[Stored data entries]
★ ★ ★ ★ ★ ★ ★
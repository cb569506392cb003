use crate::{
    expression::quote_if_needed,
    parser::{QueryParser, Rule},
    span::Span,
    tokenizer::token::Token,
};
use pest::{Parser, iterators::Pair};
use tracing::{trace, warn};

pub mod token;

/// Splits a raw query into free text and filter candidates.
///
/// Tokenizing never fails. Malformed filters are still emitted as
/// candidates so that validation can report them one by one.
pub fn tokenize(input: &str) -> Vec<Token> {
    Tokenizer::new().tokenize(input)
}

/// Renders a free text term so that it tokenizes back to itself.
pub fn render_free_text(text: &str) -> String {
    if text.contains(':') && !text.starts_with(':') {
        let mut quoted = quote_if_needed(text);
        if !quoted.starts_with('"') {
            quoted = format!("\"{quoted}\"");
        }
        return quoted;
    }
    quote_if_needed(text)
}

pub struct Tokenizer {
    tokens: Vec<Token>,
}

impl Tokenizer {
    pub fn new() -> Self {
        Tokenizer { tokens: Vec::new() }
    }

    pub fn tokenize(&mut self, input: &str) -> Vec<Token> {
        self.tokens.clear();

        match QueryParser::parse(Rule::query, input) {
            Ok(pairs) => {
                for pair in pairs.flatten().filter(|p| p.as_rule() == Rule::token) {
                    self.process_token(pair);
                }
            }
            Err(err) => {
                // The grammar accepts every input; keep searching on plain words anyway.
                warn!("Query grammar rejected input, falling back to whitespace split: {err}");
                self.split_whitespace(input);
            }
        }

        trace!("Tokenized query into {} tokens", self.tokens.len());
        self.tokens.clone()
    }

    fn process_token(&mut self, pair: Pair<Rule>) {
        let span = pair.as_span();
        let mut builder = TokenBuilder::default();

        for segment in pair.into_inner() {
            match segment.as_rule() {
                Rule::bare => builder.push_bare(segment.as_str()),
                Rule::escape => builder.push_literal(unescape(segment.as_str())),
                Rule::dangling_escape => builder.push_literal("\\"),
                Rule::quoted => {
                    builder.open_quote();
                    for part in segment.into_inner() {
                        match part.as_rule() {
                            Rule::quoted_chars => builder.push_literal(part.as_str()),
                            Rule::escape => builder.push_literal(unescape(part.as_str())),
                            Rule::dangling_escape => builder.push_literal("\\"),
                            _ => {}
                        }
                    }
                }
                _ => {}
            }
        }

        if let Some(token) = builder.finish(Span::new(span.start(), span.end())) {
            self.tokens.push(token);
        }
    }

    fn split_whitespace(&mut self, input: &str) {
        let base = input.as_ptr() as usize;
        for word in input.split_whitespace() {
            let start = word.as_ptr() as usize - base;
            self.tokens.push(Token::FreeText {
                text: word.to_string(),
                span: Span::new(start, start + word.len()),
            });
        }
    }
}

impl Default for Tokenizer {
    fn default() -> Self {
        Tokenizer::new()
    }
}

fn unescape(escape: &str) -> &str {
    // An escape is a backslash followed by exactly one character.
    &escape[1..]
}

/// Accumulates the segments of one token and decides whether it is a
/// filter candidate.
#[derive(Default)]
struct TokenBuilder {
    text: String,
    key: Option<String>,
    seen_quote: bool,
    colon_checked: bool,
}

impl TokenBuilder {
    fn push_bare(&mut self, bare: &str) {
        if self.seen_quote || self.colon_checked {
            self.text.push_str(bare);
            return;
        }

        let Some(idx) = bare.find(':') else {
            self.text.push_str(bare);
            return;
        };

        // Only the first unescaped colon is considered.
        self.colon_checked = true;
        self.text.push_str(&bare[..idx]);
        if self.text.is_empty() {
            self.text.push_str(&bare[idx..]);
        } else {
            self.key = Some(std::mem::take(&mut self.text));
            self.text.push_str(&bare[idx + 1..]);
        }
    }

    fn push_literal(&mut self, literal: &str) {
        self.text.push_str(literal);
    }

    fn open_quote(&mut self) {
        self.seen_quote = true;
    }

    fn finish(self, span: Span) -> Option<Token> {
        match self.key {
            Some(key) => Some(Token::Candidate {
                key,
                value: self.text,
                span,
            }),
            // Quoted whitespace is not a search term.
            None if self.text.trim().is_empty() => None,
            None => Some(Token::FreeText {
                text: self.text,
                span,
            }),
        }
    }
}
use model::core::value::Value;
use search_filter::{FilterError, FilterRegistry, compile};
use search_syntax::ComparisonOperator;

use super::helpers::*;

#[test]
fn test_supported_operators_yield_one_predicate() {
    for kind in FilterRegistry::standard().kinds() {
        for &operator in kind.supported_operators {
            let input = filter_token(kind.key, operator, sample_value(kind.key));
            let predicate = single_predicate(&input);
            assert_eq!(predicate.key, kind.key);
            assert_eq!(predicate.operator, operator, "input {input:?}");
        }
    }
}

#[test]
fn test_unsupported_operators_yield_one_error() {
    for kind in FilterRegistry::standard().kinds() {
        for operator in ComparisonOperator::ALL {
            if kind.supports(operator) {
                continue;
            }
            let input = filter_token(kind.key, operator, sample_value(kind.key));
            let compilation = compile(&input);
            assert!(compilation.query.predicates.is_empty(), "input {input:?}");
            assert_eq!(
                compilation.errors().collect::<Vec<_>>(),
                vec![&FilterError::UnsupportedComparison {
                    key: kind.key.to_string(),
                    operator,
                }],
                "input {input:?}"
            );
        }
    }
}

#[test]
fn test_stars_operators() {
    let compilation = compile("stars:5 stars:>5 stars:<5 stars:!5");
    assert!(compilation.issues.is_empty());

    let operators: Vec<_> = compilation
        .query
        .predicates
        .iter()
        .map(|p| p.operator)
        .collect();
    assert_eq!(
        operators,
        vec![
            ComparisonOperator::Is,
            ComparisonOperator::GreaterThan,
            ComparisonOperator::LessThan,
            ComparisonOperator::IsNot,
        ]
    );
    for predicate in &compilation.query.predicates {
        assert_eq!(predicate.value(), &Value::Int(5));
    }
}

#[test]
fn test_unknown_prefix_is_part_of_value() {
    let compilation = compile("stars:#5 stars:>>5");
    assert!(compilation.query.predicates.is_empty());
    let raw_values: Vec<_> = compilation
        .errors()
        .map(|err| match err {
            FilterError::InvalidValue { raw_value, .. } => raw_value.as_str(),
            other => panic!("unexpected error {other:?}"),
        })
        .collect();
    assert_eq!(raw_values, vec!["#5", ">5"]);
}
★ ★ ★ ★ ★ ★ ★
■ Task to carry out:
What is needed here is every record above, repeated exactly.

■ Answer below:
repository cb569506392cb003
use crate::{
    expression::quote_if_needed,
    parser::{QueryParser, Rule},
    span::Span,
    tokenizer::token::Token,
};
use pest::{Parser, iterators::Pair};
use tracing::{trace, warn};

pub mod token;

/// Splits a raw query into free text and filter candidates.
///
/// Tokenizing never fails. Malformed filters are still emitted as
/// candidates so that validation can report them one by one.
pub fn tokenize(input: &str) -> Vec<Token> {
    Tokenizer::new().tokenize(input)
}

/// Renders a free text term so that it tokenizes back to itself.
pub fn render_free_text(text: &str) -> String {
    if text.contains(':') && !text.starts_with(':') {
        let mut quoted = quote_if_needed(text);
        if !quoted.starts_with('"') {
            quoted = format!("\"{quoted}\"");
        }
        return quoted;
    }
    quote_if_needed(text)
}

pub struct Tokenizer {
    tokens: Vec<Token>,
}

impl Tokenizer {
    pub fn new() -> Self {
        Tokenizer { tokens: Vec::new() }
    }

    pub fn tokenize(&mut self, input: &str) -> Vec<Token> {
        self.tokens.clear();

        match QueryParser::parse(Rule::query, input) {
            Ok(pairs) => {
                for pair in pairs.flatten().filter(|p| p.as_rule() == Rule::token) {
                    self.process_token(pair);
                }
            }
            Err(err) => {
                // The grammar accepts every input; keep searching on plain words anyway.
                warn!("Query grammar rejected input, falling back to whitespace split: {err}");
                self.split_whitespace(input);
            }
        }

        trace!("Tokenized query into {} tokens", self.tokens.len());
        self.tokens.clone()
    }

    fn process_token(&mut self, pair: Pair<Rule>) {
        let span = pair.as_span();
        let mut builder = TokenBuilder::default();

        for segment in pair.into_inner() {
            match segment.as_rule() {
                Rule::bare => builder.push_bare(segment.as_str()),
                Rule::escape => builder.push_literal(unescape(segment.as_str())),
                Rule::dangling_escape => builder.push_literal("\\"),
                Rule::quoted => {
                    builder.open_quote();
                    for part in segment.into_inner() {
                        match part.as_rule() {
                            Rule::quoted_chars => builder.push_literal(part.as_str()),
                            Rule::escape => builder.push_literal(unescape(part.as_str())),
                            Rule::dangling_escape => builder.push_literal("\\"),
                            _ => {}
                        }
                    }
                }
                _ => {}
            }
        }

        if let Some(token) = builder.finish(Span::new(span.start(), span.end())) {
            self.tokens.push(token);
        }
    }

    fn split_whitespace(&mut self, input: &str) {
        let base = input.as_ptr() as usize;
        for word in input.split_whitespace() {
            let start = word.as_ptr() as usize - base;
            self.tokens.push(Token::FreeText {
                text: word.to_string(),
                span: Span::new(start, start + word.len()),
            });
        }
    }
}

impl Default for Tokenizer {
    fn default() -> Self {
        Tokenizer::new()
    }
}

fn unescape(escape: &str) -> &str {
    // An escape is a backslash followed by exactly one character.
    &escape[1..]
}

/// Accumulates the segments of one token and decides whether it is a
/// filter candidate.
#[derive(Default)]
struct TokenBuilder {
    text: String,
    key: Option<String>,
    seen_quote: bool,
    colon_checked: bool,
}

impl TokenBuilder {
    fn push_bare(&mut self, bare: &str) {
        if self.seen_quote || self.colon_checked {
            self.text.push_str(bare);
            return;
        }

        let Some(idx) = bare.find(':') else {
            self.text.push_str(bare);
            return;
        };

        // Only the first unescaped colon is considered.
        self.colon_checked = true;
        self.text.push_str(&bare[..idx]);
        if self.text.is_empty() {
            self.text.push_str(&bare[idx..]);
        } else {
            self.key = Some(std::mem::take(&mut self.text));
            self.text.push_str(&bare[idx + 1..]);
        }
    }

    fn push_literal(&mut self, literal: &str) {
        self.text.push_str(literal);
    }

    fn open_quote(&mut self) {
        self.seen_quote = true;
    }

    fn finish(self, span: Span) -> Option<Token> {
        match self.key {
            Some(key) => Some(Token::Candidate {
                key,
                value: self.text,
                span,
            }),
            // Quoted whitespace is not a search term.
            None if self.text.trim().is_empty() => None,
            None => Some(Token::FreeText {
                text: self.text,
                span,
            }),
        }
    }
}
use model::core::value::Value;
use search_filter::{FilterError, FilterRegistry, compile};
use search_syntax::ComparisonOperator;

use super::helpers::*;

#[test]
fn test_supported_operators_yield_one_predicate() {
    for kind in FilterRegistry::standard().kinds() {
        for &operator in kind.supported_operators {
            let input = filter_token(kind.key, operator, sample_value(kind.key));
            let predicate = single_predicate(&input);
            assert_eq!(predicate.key, kind.key);
            assert_eq!(predicate.operator, operator, "input {input:?}");
        }
    }
}

#[test]
fn test_unsupported_operators_yield_one_error() {
    for kind in FilterRegistry::standard().kinds() {
        for operator in ComparisonOperator::ALL {
            if kind.supports(operator) {
                continue;
            }
            let input = filter_token(kind.key, operator, sample_value(kind.key));
            let compilation = compile(&input);
            assert!(compilation.query.predicates.is_empty(), "input {input:?}");
            assert_eq!(
                compilation.errors().collect::<Vec<_>>(),
                vec![&FilterError::UnsupportedComparison {
                    key: kind.key.to_string(),
                    operator,
                }],
                "input {input:?}"
            );
        }
    }
}

#[test]
fn test_stars_operators() {
    let compilation = compile("stars:5 stars:>5 stars:<5 stars:!5");
    assert!(compilation.issues.is_empty());

    let operators: Vec<_> = compilation
        .query
        .predicates
        .iter()
        .map(|p| p.operator)
        .collect();
    assert_eq!(
        operators,
        vec![
            ComparisonOperator::Is,
            ComparisonOperator::GreaterThan,
            ComparisonOperator::LessThan,
            ComparisonOperator::IsNot,
        ]
    );
    for predicate in &compilation.query.predicates {
        assert_eq!(predicate.value(), &Value::Int(5));
    }
}

#[test]
fn test_unknown_prefix_is_part_of_value() {
    let compilation = compile("stars:#5 stars:>>5");
    assert!(compilation.query.predicates.is_empty());
    let raw_values: Vec<_> = compilation
        .errors()
        .map(|err| match err {
            FilterError::InvalidValue { raw_value, .. } => raw_value.as_str(),
            other => panic!("unexpected error {other:?}"),
        })
        .collect();
    assert_eq!(raw_values, vec!["#5", ">5"]);
}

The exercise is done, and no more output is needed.